Bergh, who left Procter & Gamble to become president and chief executive officer of Levi’s in September, said Dockers, once a $1.2 billion business that’s now “a little bit more than 10 percent” of Levi’s $4.76 billion in annual revenues, or about $476 million, has “more than enough opportunity” to return to its peak sales level. He indicated that the seeds for such a revival already had been planted in Europe, where it is presented and perceived as a “true lifestyle brand.”
He made the comments following the company’s release of fourth-quarter earnings, which fell 48.8 percent on a 4.2 percent increase in revenues. While overall results were pulled down by the San Francisco-based jeans giants’ inability to cover increases in cotton costs with corresponding boosts in prices, as well as by a shift toward the discount channel in order to help control inventories, Bergh said Dockers had “struggled” and that stopping its “rapid erosion” was among his top priorities.
“You need more than a one-brand portfolio,” he said.
Price increases for the line, focused on casual slacks, were met by resistance from consumers and retailers and were rolled back starting in November. Some core stockkeeping units within the assortment had been discontinued and had to be reinstated. In addition to Levi’s and Dockers, the company markets the Denizen brand, which was launched in the Far East and is carried by Target Corp. in the U.S.
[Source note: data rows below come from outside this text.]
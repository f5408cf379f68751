//! Nearfield Core: shared protocol types and abstractions.
//!
//! This crate defines the data model of the near-field interaction advance
//! protocol and the traits the engine is written against. It contains no
//! infrastructure code.

pub mod action;
pub mod clock;
pub mod command;
pub mod error;
pub mod model;
pub mod provider;
//! Protocol error types.

use thiserror::Error;

use crate::action::{ActionKey, ActionType, TraversalState};

/// Error returned by a single `advance` step.
///
/// Every variant is local to the step that produced it: the traversal it
/// was issued against is left exactly as it was before the call.
#[derive(Debug, Error)]
pub enum AdvanceError {
    /// The provider has no entry for the story/scene pair.
    #[error("scene not found: {story_id}/{scene_id}")]
    SceneNotFound {
        /// The requested story.
        story_id: String,
        /// The requested scene.
        scene_id: String,
    },

    /// The provider has no content for the requested action or turn.
    #[error("no content for action key {action_key} in scene {scene_id}")]
    ActionKeyNotFound {
        /// The scene that was queried.
        scene_id: String,
        /// The key that could not be resolved.
        action_key: ActionKey,
    },

    /// An interaction arrived after the turn budget was spent and no
    /// terminal fallback exists.
    #[error("interaction budget of {max_turns} turns exhausted in scene {scene_id}")]
    PolicyExhausted {
        /// The scene whose budget ran out.
        scene_id: String,
        /// The exhausted budget.
        max_turns: u32,
    },

    /// The provider did not answer in time.
    #[error("provider timed out after {timeout_ms}ms resolving {action_key}")]
    ProviderTimeout {
        /// The key being resolved.
        action_key: ActionKey,
        /// The configured timeout.
        timeout_ms: u64,
    },

    /// The action is not accepted in the traversal's current state.
    #[error("action {action} is not accepted in state {state}")]
    InvalidTransition {
        /// The current state.
        state: TraversalState,
        /// The rejected action.
        action: ActionType,
    },

    /// The traversal has reached the end of its story.
    #[error("story {0} is over")]
    StoryOver(String),

    /// No traversal exists for the given key.
    #[error("traversal not found: {0}")]
    TraversalNotFound(String),

    /// A request or provider batch failed validation.
    #[error("validation error: {0}")]
    Validation(String),

    /// The provider failed for a reason of its own.
    #[error("provider error: {0}")]
    Provider(String),
}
Asked by an analyst if the company was concerned about the credit difficulties faced by Sears Holdings Corp., a major Levi’s account that has seen its vendor approvals interrupted by CIT Group, Blake Jorgensen, Levi’s chief financial officer, indicated Levi’s carried its own paper on the Sears account and wasn’t alarmed by developments. In fact, the company’s provision for doubtful accounts at the end of fiscal 2011 was $4.6 million, down from $7.5 million a year earlier.
In the three months ended Nov. 27, net income attributable to Levi’s fell to $44 million from $86 million in the prior-year quarter, with gross profit down 3.6 percent to $624 million and gross margin down to 46.4 percent of revenues from 50.2 percent in the 2010 period. A $34 million tax benefit boosted earnings in the final quarter of 2010.
Revenues rose to $1.34 billion, from $1.29 billion, and were up on both a reported and constant-currency basis in all three of the company’s regions. In the Americas, sales rose 4.5 percent to $807 million, or 5 percent at constant currency, while they were up 2 percent on both a reported and constant-currency basis in Europe, to $306 million. Asia Pacific registered the largest increase, picking up 6 percent, and 7 percent at constant currency, to $231 million, despite a decline in revenues in Japan.